Task item
Report how many lines of the listing include the word "PartialEq"; nothing else should be written.

===== Extracted material

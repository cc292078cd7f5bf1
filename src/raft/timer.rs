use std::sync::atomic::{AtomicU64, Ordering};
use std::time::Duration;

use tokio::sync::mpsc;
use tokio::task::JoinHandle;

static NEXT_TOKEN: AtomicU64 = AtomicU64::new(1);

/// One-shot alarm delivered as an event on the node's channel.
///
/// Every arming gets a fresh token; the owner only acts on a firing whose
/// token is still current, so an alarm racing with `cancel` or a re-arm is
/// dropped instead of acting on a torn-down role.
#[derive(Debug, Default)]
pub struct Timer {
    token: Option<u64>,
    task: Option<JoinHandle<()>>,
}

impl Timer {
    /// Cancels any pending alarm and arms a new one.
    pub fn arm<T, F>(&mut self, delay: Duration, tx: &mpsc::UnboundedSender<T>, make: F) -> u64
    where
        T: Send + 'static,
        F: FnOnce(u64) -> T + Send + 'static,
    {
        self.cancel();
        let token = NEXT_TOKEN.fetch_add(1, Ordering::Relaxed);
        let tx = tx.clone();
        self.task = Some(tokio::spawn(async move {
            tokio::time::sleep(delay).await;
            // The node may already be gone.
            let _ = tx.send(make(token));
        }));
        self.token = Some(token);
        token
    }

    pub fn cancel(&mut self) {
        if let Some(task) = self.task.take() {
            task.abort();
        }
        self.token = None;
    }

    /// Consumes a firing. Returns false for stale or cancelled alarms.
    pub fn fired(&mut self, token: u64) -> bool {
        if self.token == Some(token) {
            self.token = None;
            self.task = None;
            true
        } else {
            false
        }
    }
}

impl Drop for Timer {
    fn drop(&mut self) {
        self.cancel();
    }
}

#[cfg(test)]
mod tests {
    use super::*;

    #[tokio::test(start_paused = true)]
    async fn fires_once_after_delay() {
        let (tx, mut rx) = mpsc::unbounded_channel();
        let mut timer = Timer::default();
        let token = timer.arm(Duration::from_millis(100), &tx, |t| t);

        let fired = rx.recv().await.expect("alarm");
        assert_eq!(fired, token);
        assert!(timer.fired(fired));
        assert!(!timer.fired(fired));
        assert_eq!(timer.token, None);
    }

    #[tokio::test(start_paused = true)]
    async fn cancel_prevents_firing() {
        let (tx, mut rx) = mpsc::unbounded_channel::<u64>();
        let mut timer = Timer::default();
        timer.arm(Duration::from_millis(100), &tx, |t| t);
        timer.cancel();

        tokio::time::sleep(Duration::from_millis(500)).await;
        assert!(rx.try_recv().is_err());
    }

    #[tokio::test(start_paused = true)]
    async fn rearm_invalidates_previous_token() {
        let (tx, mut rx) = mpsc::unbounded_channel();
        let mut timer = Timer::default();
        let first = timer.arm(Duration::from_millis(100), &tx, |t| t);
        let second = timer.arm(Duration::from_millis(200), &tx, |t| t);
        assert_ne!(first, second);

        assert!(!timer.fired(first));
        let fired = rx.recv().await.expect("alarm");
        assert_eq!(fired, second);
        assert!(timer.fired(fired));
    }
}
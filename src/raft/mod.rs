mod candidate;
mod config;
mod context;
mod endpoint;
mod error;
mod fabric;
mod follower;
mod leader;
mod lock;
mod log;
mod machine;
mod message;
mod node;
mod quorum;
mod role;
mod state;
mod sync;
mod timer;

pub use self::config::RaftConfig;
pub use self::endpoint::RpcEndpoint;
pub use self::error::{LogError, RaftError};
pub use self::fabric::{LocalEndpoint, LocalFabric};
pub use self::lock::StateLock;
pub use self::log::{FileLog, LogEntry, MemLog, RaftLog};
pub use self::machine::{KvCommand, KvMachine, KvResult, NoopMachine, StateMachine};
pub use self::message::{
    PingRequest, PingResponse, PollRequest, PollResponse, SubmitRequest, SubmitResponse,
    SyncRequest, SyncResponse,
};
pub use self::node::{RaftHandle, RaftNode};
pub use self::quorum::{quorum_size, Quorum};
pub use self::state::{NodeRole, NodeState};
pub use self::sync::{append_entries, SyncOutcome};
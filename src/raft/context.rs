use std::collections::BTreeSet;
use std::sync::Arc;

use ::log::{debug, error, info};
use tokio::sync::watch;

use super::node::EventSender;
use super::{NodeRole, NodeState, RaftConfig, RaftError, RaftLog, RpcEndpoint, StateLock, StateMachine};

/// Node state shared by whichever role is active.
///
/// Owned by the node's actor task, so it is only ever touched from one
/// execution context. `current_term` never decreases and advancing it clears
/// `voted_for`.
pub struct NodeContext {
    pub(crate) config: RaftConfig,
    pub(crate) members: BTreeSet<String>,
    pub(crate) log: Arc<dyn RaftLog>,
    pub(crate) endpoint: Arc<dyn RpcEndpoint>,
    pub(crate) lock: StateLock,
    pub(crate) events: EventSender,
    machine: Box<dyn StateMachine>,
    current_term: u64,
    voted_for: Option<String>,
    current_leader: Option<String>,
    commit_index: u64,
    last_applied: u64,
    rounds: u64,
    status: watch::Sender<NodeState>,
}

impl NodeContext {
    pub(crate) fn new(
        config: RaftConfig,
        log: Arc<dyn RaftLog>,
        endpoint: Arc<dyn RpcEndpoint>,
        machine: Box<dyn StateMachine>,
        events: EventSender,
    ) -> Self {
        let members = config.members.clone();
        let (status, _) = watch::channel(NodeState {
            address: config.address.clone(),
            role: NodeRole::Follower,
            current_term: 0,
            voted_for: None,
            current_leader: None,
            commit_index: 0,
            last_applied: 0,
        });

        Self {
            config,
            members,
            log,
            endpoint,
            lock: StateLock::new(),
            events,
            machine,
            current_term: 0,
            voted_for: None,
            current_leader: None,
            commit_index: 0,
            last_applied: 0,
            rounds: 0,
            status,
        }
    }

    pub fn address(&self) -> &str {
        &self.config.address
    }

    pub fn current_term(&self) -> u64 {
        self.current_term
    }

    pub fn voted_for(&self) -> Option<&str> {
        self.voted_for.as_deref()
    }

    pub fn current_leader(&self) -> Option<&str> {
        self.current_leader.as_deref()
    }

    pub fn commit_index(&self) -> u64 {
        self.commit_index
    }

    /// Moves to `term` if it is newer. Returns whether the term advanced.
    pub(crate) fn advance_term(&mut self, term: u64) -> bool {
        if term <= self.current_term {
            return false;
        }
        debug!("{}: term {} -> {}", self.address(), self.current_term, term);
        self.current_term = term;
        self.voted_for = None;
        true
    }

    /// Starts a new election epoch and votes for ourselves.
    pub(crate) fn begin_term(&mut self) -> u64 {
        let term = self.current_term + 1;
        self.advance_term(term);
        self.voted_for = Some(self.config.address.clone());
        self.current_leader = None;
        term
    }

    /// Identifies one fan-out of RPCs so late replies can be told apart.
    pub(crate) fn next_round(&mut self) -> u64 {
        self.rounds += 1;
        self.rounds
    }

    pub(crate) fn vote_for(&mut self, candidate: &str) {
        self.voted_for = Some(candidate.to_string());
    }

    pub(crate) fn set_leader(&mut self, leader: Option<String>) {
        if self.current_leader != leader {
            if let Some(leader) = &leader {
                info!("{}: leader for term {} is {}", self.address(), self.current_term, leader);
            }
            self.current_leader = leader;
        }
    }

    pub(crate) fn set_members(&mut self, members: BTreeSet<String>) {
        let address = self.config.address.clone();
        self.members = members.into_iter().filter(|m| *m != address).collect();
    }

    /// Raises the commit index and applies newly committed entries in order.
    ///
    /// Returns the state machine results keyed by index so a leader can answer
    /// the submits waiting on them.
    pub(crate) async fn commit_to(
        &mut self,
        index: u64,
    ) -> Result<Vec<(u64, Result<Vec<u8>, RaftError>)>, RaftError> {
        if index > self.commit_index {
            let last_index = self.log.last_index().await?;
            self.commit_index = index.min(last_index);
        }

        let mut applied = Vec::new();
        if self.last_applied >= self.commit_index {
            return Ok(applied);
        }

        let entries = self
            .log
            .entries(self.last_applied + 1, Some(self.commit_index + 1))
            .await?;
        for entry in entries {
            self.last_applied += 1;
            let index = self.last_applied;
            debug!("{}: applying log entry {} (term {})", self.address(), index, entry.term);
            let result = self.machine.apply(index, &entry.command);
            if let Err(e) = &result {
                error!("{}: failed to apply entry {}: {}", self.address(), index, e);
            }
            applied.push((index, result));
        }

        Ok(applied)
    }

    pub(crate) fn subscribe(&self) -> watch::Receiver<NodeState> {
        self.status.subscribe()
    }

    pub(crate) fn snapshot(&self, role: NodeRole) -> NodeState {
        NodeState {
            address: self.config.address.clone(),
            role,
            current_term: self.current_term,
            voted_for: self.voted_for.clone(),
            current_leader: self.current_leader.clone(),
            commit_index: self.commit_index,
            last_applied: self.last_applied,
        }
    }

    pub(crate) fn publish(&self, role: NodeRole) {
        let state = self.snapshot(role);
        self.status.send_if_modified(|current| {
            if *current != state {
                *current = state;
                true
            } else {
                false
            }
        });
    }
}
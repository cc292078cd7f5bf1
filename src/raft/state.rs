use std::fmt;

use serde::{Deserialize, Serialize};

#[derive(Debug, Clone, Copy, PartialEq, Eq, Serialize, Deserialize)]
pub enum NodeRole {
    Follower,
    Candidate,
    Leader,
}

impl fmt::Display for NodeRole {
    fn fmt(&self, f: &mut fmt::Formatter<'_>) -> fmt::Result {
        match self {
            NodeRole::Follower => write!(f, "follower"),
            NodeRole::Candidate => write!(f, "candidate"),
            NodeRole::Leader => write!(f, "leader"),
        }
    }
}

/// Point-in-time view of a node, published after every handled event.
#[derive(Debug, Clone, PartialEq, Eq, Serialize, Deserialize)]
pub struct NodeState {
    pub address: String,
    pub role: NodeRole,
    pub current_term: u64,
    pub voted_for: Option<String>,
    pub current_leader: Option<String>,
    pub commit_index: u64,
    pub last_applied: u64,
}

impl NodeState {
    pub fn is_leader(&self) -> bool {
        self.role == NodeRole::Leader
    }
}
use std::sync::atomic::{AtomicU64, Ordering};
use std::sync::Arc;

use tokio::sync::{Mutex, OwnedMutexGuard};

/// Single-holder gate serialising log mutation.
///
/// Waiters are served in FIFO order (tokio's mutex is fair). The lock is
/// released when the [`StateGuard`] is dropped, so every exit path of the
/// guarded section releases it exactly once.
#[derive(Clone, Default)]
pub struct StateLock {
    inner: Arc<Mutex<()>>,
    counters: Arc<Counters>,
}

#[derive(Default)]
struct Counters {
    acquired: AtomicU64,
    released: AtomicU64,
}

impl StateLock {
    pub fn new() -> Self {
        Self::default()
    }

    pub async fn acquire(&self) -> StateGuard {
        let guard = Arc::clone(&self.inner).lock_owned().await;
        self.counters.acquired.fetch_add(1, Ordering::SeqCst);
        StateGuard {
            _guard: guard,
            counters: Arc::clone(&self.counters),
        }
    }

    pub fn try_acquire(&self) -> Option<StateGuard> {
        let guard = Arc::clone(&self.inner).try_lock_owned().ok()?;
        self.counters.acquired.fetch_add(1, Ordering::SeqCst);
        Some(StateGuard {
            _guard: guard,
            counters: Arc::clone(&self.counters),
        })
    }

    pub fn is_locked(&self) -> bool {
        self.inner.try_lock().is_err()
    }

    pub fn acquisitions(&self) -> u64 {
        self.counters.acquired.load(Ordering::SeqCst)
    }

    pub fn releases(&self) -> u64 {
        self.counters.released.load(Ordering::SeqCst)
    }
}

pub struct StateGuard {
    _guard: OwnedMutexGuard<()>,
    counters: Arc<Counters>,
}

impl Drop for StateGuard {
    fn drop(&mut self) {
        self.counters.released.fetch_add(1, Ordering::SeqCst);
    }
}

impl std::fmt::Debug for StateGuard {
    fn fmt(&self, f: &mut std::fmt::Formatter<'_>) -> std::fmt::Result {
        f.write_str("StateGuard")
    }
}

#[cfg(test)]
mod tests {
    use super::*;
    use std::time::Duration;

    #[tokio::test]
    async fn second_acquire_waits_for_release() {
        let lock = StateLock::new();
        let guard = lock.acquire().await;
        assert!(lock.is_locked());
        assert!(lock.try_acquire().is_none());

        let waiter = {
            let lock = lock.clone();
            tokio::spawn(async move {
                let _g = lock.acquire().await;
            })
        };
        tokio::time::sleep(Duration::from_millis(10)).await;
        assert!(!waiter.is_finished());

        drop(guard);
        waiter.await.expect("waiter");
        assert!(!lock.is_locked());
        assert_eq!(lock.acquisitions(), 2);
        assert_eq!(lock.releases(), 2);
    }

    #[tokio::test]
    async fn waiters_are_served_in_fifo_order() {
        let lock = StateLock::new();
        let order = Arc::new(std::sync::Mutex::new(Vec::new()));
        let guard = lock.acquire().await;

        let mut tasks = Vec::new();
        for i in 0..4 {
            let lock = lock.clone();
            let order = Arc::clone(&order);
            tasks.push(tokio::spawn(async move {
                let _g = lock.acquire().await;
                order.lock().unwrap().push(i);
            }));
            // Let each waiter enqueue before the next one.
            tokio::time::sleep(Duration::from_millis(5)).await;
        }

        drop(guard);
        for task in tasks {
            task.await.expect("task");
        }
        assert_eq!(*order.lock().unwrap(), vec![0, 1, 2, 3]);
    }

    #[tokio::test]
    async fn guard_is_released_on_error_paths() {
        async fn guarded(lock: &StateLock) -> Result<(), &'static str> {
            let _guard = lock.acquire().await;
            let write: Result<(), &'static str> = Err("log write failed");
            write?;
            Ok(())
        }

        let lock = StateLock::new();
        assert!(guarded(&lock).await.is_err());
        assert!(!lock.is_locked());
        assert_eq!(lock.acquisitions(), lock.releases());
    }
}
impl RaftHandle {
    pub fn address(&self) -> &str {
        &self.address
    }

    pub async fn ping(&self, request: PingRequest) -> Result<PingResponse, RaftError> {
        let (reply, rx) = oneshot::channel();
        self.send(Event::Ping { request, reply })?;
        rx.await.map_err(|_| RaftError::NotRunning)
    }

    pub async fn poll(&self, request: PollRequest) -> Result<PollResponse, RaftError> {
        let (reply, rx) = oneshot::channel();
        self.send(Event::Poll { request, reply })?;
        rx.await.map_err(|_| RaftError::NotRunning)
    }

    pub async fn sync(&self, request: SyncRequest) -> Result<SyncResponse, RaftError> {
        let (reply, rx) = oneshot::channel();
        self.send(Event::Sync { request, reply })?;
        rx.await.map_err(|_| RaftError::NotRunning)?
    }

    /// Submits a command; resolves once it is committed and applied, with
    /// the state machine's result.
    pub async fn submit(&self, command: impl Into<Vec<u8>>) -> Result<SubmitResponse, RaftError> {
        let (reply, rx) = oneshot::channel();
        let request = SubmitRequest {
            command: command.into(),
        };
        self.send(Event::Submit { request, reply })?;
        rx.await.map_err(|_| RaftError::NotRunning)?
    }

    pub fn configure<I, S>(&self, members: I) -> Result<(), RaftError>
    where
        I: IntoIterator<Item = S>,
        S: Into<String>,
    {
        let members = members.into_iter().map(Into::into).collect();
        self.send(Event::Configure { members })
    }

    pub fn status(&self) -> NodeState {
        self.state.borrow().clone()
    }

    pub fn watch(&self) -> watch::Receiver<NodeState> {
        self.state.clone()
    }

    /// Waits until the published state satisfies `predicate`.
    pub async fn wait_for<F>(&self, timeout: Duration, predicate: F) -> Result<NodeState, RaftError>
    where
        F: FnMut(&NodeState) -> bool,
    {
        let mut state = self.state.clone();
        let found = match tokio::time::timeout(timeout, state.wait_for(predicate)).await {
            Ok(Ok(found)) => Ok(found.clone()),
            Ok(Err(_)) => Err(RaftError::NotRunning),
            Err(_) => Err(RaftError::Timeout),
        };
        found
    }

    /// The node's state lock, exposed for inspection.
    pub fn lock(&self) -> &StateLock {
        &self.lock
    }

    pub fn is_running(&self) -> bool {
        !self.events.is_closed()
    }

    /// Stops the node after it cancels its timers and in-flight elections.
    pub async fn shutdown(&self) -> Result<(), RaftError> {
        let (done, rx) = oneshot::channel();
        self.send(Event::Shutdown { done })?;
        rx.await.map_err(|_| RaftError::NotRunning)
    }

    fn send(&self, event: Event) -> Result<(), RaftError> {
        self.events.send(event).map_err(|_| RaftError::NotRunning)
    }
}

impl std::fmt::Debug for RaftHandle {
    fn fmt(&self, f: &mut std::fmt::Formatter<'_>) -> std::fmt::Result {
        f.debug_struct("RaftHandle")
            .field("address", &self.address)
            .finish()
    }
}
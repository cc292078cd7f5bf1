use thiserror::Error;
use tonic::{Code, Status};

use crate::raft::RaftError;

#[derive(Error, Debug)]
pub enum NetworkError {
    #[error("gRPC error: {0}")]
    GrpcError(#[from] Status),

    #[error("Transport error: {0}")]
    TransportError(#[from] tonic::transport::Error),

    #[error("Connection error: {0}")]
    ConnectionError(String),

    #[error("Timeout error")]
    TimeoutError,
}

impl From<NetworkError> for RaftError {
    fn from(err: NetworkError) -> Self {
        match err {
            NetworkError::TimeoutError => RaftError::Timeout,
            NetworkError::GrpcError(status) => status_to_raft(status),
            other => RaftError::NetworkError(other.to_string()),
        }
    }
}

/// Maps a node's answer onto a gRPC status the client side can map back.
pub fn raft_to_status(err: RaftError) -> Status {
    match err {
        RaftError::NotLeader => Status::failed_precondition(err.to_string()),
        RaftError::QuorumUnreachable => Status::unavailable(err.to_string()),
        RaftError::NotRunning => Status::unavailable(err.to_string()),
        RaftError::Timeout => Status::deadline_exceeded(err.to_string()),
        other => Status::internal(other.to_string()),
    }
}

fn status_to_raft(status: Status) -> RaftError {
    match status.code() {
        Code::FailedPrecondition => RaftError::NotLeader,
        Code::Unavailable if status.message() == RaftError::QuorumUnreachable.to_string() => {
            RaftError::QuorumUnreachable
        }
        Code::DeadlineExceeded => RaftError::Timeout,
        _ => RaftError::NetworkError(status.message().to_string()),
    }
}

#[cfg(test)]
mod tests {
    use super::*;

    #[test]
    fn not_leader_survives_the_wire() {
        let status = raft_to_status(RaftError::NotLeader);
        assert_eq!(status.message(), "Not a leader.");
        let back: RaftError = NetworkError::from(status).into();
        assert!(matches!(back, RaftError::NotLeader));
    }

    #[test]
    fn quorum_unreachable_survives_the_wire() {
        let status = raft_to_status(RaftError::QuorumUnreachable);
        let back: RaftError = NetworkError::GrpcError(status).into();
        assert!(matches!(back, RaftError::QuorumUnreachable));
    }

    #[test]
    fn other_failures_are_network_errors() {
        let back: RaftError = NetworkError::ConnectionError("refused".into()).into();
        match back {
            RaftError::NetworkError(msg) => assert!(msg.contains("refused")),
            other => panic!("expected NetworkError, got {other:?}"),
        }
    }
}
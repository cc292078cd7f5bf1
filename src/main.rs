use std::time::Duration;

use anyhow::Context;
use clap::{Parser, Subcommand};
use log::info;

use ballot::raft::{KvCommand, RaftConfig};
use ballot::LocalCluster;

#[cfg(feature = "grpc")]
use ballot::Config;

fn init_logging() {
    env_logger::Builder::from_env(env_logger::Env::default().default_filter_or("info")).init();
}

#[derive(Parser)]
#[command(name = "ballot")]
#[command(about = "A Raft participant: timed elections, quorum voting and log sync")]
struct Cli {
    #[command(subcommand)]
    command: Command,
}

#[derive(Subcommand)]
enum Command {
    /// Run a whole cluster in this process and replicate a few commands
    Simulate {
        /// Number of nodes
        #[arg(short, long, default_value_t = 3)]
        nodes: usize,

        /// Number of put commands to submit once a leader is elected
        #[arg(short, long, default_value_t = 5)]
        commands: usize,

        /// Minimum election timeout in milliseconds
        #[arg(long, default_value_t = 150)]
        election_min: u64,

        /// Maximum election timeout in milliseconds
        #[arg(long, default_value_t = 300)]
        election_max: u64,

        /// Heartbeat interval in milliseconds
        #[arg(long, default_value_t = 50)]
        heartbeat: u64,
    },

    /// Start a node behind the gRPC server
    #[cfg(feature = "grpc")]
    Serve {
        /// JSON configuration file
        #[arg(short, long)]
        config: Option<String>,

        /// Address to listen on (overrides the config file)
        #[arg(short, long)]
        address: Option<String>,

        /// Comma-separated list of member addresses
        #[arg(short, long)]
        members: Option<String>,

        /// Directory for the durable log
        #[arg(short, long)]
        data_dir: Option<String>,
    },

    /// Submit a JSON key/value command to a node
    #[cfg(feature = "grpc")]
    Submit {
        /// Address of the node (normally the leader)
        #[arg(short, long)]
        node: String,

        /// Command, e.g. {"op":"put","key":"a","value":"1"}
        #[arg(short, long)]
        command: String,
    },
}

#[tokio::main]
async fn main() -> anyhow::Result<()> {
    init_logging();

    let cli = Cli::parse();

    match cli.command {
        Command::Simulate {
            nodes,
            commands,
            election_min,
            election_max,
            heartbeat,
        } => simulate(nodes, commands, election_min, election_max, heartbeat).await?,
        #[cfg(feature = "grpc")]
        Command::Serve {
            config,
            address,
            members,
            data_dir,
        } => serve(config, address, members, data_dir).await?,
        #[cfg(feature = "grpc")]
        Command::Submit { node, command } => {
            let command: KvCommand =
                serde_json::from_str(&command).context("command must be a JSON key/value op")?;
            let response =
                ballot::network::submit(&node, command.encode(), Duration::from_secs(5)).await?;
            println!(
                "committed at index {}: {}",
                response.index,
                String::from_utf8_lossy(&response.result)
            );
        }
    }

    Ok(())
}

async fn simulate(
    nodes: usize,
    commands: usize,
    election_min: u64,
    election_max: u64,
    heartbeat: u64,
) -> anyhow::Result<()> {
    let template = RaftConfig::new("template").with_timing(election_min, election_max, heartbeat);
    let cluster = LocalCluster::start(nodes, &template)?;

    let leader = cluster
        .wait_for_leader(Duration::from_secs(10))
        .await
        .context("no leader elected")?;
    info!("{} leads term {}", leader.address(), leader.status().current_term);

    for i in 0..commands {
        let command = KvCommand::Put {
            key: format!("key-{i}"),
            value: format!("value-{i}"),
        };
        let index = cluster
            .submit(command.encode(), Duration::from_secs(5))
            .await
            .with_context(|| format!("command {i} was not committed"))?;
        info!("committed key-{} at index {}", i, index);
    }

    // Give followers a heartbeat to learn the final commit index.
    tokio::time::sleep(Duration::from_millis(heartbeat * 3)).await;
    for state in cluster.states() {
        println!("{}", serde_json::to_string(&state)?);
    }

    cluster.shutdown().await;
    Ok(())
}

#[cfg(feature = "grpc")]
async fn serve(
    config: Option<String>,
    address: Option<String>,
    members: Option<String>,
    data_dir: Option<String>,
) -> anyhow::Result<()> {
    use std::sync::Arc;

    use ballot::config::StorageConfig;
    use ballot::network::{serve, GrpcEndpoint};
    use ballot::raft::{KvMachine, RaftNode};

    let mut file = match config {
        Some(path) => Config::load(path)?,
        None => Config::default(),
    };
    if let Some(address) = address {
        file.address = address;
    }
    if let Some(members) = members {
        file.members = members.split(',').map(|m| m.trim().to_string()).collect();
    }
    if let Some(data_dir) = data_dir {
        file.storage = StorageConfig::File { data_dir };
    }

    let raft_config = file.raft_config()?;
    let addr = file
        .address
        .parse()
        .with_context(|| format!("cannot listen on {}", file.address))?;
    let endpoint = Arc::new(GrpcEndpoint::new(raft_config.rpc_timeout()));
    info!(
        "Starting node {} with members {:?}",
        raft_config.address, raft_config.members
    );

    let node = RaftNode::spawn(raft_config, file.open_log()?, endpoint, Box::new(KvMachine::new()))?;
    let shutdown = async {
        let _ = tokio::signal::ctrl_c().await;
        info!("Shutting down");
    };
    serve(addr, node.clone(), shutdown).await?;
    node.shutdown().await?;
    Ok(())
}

==========

Response
2